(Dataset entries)
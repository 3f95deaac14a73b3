//! Loot containers
//!
//! A `Loot` belongs to whatever dropped it (creature, player corpse, or a
//! lootable item). Slot numbering follows the client loot window: regular
//! items occupy `0..items.len()` and quest items follow at
//! `items.len() + index`. Free-for-all items sit in `items` but every
//! eligible player loots a private copy, tracked in a per-player list.

use shared::{LootSlotView, MAX_LOOT_SLOTS};
use std::collections::HashMap;

pub type PlayerId = u32;

#[derive(Debug, Clone, Copy, PartialEq, Eq)]
pub enum LootType {
    /// Creature remains or player bones
    Corpse,
    /// Contents of a bag item; the item goes away once emptied
    Item,
}

#[derive(Debug, Clone, PartialEq, Eq)]
pub struct LootItem {
    pub item_id: u32,
    pub count: u32,
    pub is_looted: bool,
    pub freeforall: bool,
}

impl LootItem {
    pub fn new(item_id: u32, count: u32) -> Self {
        Self {
            item_id,
            count,
            is_looted: false,
            freeforall: false,
        }
    }
}

/// A player's view of a quest or free-for-all entry.
#[derive(Debug, Clone, Copy, PartialEq, Eq)]
pub struct QuestItem {
    pub index: u8,
    pub is_looted: bool,
}

#[derive(Debug, Clone)]
pub struct Loot {
    pub loot_type: LootType,
    pub items: Vec<LootItem>,
    pub quest_items: Vec<LootItem>,
    pub gold: u32,
    player_quest_items: HashMap<PlayerId, Vec<QuestItem>>,
    player_ffa_items: HashMap<PlayerId, Vec<QuestItem>>,
}

impl Loot {
    pub fn new(loot_type: LootType) -> Self {
        Self {
            loot_type,
            items: Vec::new(),
            quest_items: Vec::new(),
            gold: 0,
            player_quest_items: HashMap::new(),
            player_ffa_items: HashMap::new(),
        }
    }

    pub fn with_gold(mut self, gold: u32) -> Self {
        self.gold = gold;
        self
    }

    /// Adds a regular item and returns its slot, or `None` once the window is full.
    pub fn add_item(&mut self, item_id: u32, count: u32) -> Option<u8> {
        if self.items.len() + self.quest_items.len() >= MAX_LOOT_SLOTS {
            return None;
        }
        self.items.push(LootItem::new(item_id, count));
        Some((self.items.len() - 1) as u8)
    }

    /// Adds an item every listed player may loot once.
    pub fn add_ffa_item(&mut self, item_id: u32, count: u32, players: &[PlayerId]) -> Option<u8> {
        let slot = self.add_item(item_id, count)?;
        self.items[slot as usize].freeforall = true;
        for player in players {
            self.player_ffa_items
                .entry(*player)
                .or_default()
                .push(QuestItem {
                    index: slot,
                    is_looted: false,
                });
        }
        Some(slot)
    }

    /// Adds a quest item visible only to the listed players.
    pub fn add_quest_item(
        &mut self,
        item_id: u32,
        count: u32,
        players: &[PlayerId],
    ) -> Option<u8> {
        if self.items.len() + self.quest_items.len() >= MAX_LOOT_SLOTS {
            return None;
        }
        self.quest_items.push(LootItem::new(item_id, count));
        let index = (self.quest_items.len() - 1) as u8;
        for player in players {
            self.player_quest_items
                .entry(*player)
                .or_default()
                .push(QuestItem {
                    index,
                    is_looted: false,
                });
        }
        Some(index)
    }

    pub fn is_empty(&self) -> bool {
        self.items.is_empty() && self.quest_items.is_empty() && self.gold == 0
    }

    /// Number of entries still waiting for someone to loot them.
    pub fn unlooted_count(&self) -> usize {
        let regular = self
            .items
            .iter()
            .filter(|i| !i.freeforall && !i.is_looted)
            .count();
        let quest: usize = self
            .player_quest_items
            .values()
            .map(|entries| entries.iter().filter(|q| !q.is_looted).count())
            .sum();
        let ffa: usize = self
            .player_ffa_items
            .values()
            .map(|entries| entries.iter().filter(|q| !q.is_looted).count())
            .sum();
        regular + quest + ffa
    }

    pub fn is_looted(&self) -> bool {
        self.gold == 0 && self.unlooted_count() == 0
    }

    /// Loot window slots of the quest items this player still needs.
    pub fn player_quest_slots(&self, player: PlayerId) -> Vec<u8> {
        let base = self.items.len() as u8;
        self.player_quest_items
            .get(&player)
            .map(|entries| {
                entries
                    .iter()
                    .filter(|q| !q.is_looted)
                    .map(|q| base + q.index)
                    .collect()
            })
            .unwrap_or_default()
    }

    /// Slots of this player's free-for-all copies not yet taken.
    pub fn player_ffa_slots(&self, player: PlayerId) -> Vec<u8> {
        self.player_ffa_items
            .get(&player)
            .map(|entries| {
                entries
                    .iter()
                    .filter(|q| !q.is_looted)
                    .map(|q| q.index)
                    .collect()
            })
            .unwrap_or_default()
    }

    /// Shared slots nobody has looted yet.
    pub fn regular_slots(&self) -> Vec<u8> {
        self.items
            .iter()
            .enumerate()
            .filter(|(_, item)| !item.freeforall && !item.is_looted)
            .map(|(slot, _)| slot as u8)
            .collect()
    }

    /// The item `player` would receive from `slot`, if any is left.
    pub fn item_in_slot(&self, slot: u8, player: PlayerId) -> Option<&LootItem> {
        let slot_index = slot as usize;
        if slot_index >= self.items.len() {
            let quest_index = (slot_index - self.items.len()) as u8;
            let entry = self
                .player_quest_items
                .get(&player)?
                .iter()
                .find(|q| q.index == quest_index)?;
            if entry.is_looted {
                return None;
            }
            return self.quest_items.get(quest_index as usize);
        }

        let item = &self.items[slot_index];
        if item.freeforall {
            let entry = self
                .player_ffa_items
                .get(&player)?
                .iter()
                .find(|q| q.index == slot)?;
            if entry.is_looted {
                return None;
            }
            return Some(item);
        }
        if item.is_looted {
            None
        } else {
            Some(item)
        }
    }

    /// Marks `slot` as taken by `player`. Returns false when there was nothing to take.
    pub fn mark_slot_looted(&mut self, slot: u8, player: PlayerId) -> bool {
        let slot_index = slot as usize;
        if slot_index >= self.items.len() {
            let quest_index = (slot_index - self.items.len()) as u8;
            return mark_entry(self.player_quest_items.get_mut(&player), quest_index);
        }

        if self.items[slot_index].freeforall {
            return mark_entry(self.player_ffa_items.get_mut(&player), slot);
        }
        let item = &mut self.items[slot_index];
        if item.is_looted {
            return false;
        }
        item.is_looted = true;
        true
    }

    /// Everything `player` would see in the loot window.
    pub fn visible_slots(&self, player: PlayerId) -> Vec<LootSlotView> {
        let mut slots: Vec<u8> = self.regular_slots();
        slots.extend(self.player_ffa_slots(player));
        slots.extend(self.player_quest_slots(player));
        slots.sort_unstable();
        slots
            .into_iter()
            .filter_map(|slot| {
                self.item_in_slot(slot, player).map(|item| LootSlotView {
                    slot,
                    item_id: item.item_id,
                    count: item.count,
                })
            })
            .collect()
    }
}

fn mark_entry(entries: Option<&mut Vec<QuestItem>>, index: u8) -> bool {
    match entries.and_then(|e| e.iter_mut().find(|q| q.index == index)) {
        Some(entry) if !entry.is_looted => {
            entry.is_looted = true;
            true
        }
        _ => false,
    }
}

#[cfg(test)]
mod tests {
    use super::*;

    fn sample_loot() -> Loot {
        let mut loot = Loot::new(LootType::Corpse).with_gold(100);
        loot.add_item(2589, 2);
        loot.add_ffa_item(6948, 1, &[1, 2]);
        loot.add_item(4306, 1);
        loot.add_quest_item(884, 1, &[1]);
        loot
    }

    #[test]
    fn test_slot_numbering() {
        let loot = sample_loot();
        assert_eq!(loot.regular_slots(), vec![0, 2]);
        assert_eq!(loot.player_ffa_slots(1), vec![1]);
        assert_eq!(loot.player_quest_slots(1), vec![3]);
        assert!(loot.player_quest_slots(2).is_empty());
    }

    #[test]
    fn test_item_in_slot_respects_quest_visibility() {
        let loot = sample_loot();
        assert_eq!(loot.item_in_slot(3, 1).map(|i| i.item_id), Some(884));
        assert!(loot.item_in_slot(3, 2).is_none());
        assert!(loot.item_in_slot(9, 1).is_none());
    }

    #[test]
    fn test_ffa_copies_are_per_player() {
        let mut loot = sample_loot();
        assert!(loot.mark_slot_looted(1, 1));
        assert!(loot.item_in_slot(1, 1).is_none());
        assert_eq!(loot.item_in_slot(1, 2).map(|i| i.item_id), Some(6948));
        assert!(!loot.mark_slot_looted(1, 1));
        assert!(loot.item_in_slot(1, 3).is_none());
    }

    #[test]
    fn test_mark_regular_slot_once() {
        let mut loot = sample_loot();
        assert!(loot.mark_slot_looted(0, 2));
        assert!(loot.item_in_slot(0, 1).is_none());
        assert!(!loot.mark_slot_looted(0, 1));
    }

    #[test]
    fn test_is_looted_needs_every_entry_and_gold() {
        let mut loot = sample_loot();
        assert_eq!(loot.unlooted_count(), 5);
        for (slot, player) in [(0, 1), (2, 1), (1, 1), (1, 2), (3, 1)] {
            assert!(loot.mark_slot_looted(slot, player));
        }
        assert_eq!(loot.unlooted_count(), 0);
        assert!(!loot.is_looted());
        loot.gold = 0;
        assert!(loot.is_looted());
        assert!(!loot.is_empty());
    }

    #[test]
    fn test_empty_loot() {
        let loot = Loot::new(LootType::Corpse);
        assert!(loot.is_empty());
        assert!(loot.is_looted());
    }

    #[test]
    fn test_visible_slots() {
        let loot = sample_loot();
        let view = loot.visible_slots(1);
        let slots: Vec<u8> = view.iter().map(|v| v.slot).collect();
        assert_eq!(slots, vec![0, 1, 2, 3]);

        let view = loot.visible_slots(3);
        let slots: Vec<u8> = view.iter().map(|v| v.slot).collect();
        assert_eq!(slots, vec![0, 2]);
    }

    #[test]
    fn test_slot_capacity() {
        let mut loot = Loot::new(LootType::Corpse);
        for i in 0..MAX_LOOT_SLOTS {
            assert!(loot.add_item(i as u32 + 1, 1).is_some());
        }
        assert!(loot.add_item(99, 1).is_none());
        assert!(loot.add_quest_item(99, 1, &[1]).is_none());
    }
}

Exercise requirements ▸ Copy each line of the data that contains the word "window".

Finished exercise ▸
//! lootable item). Slot numbering follows the client loot window: regular
    /// Adds a regular item and returns its slot, or `None` once the window is full.
    /// Loot window slots of the quest items this player still needs.
    /// Everything `player` would see in the loot window.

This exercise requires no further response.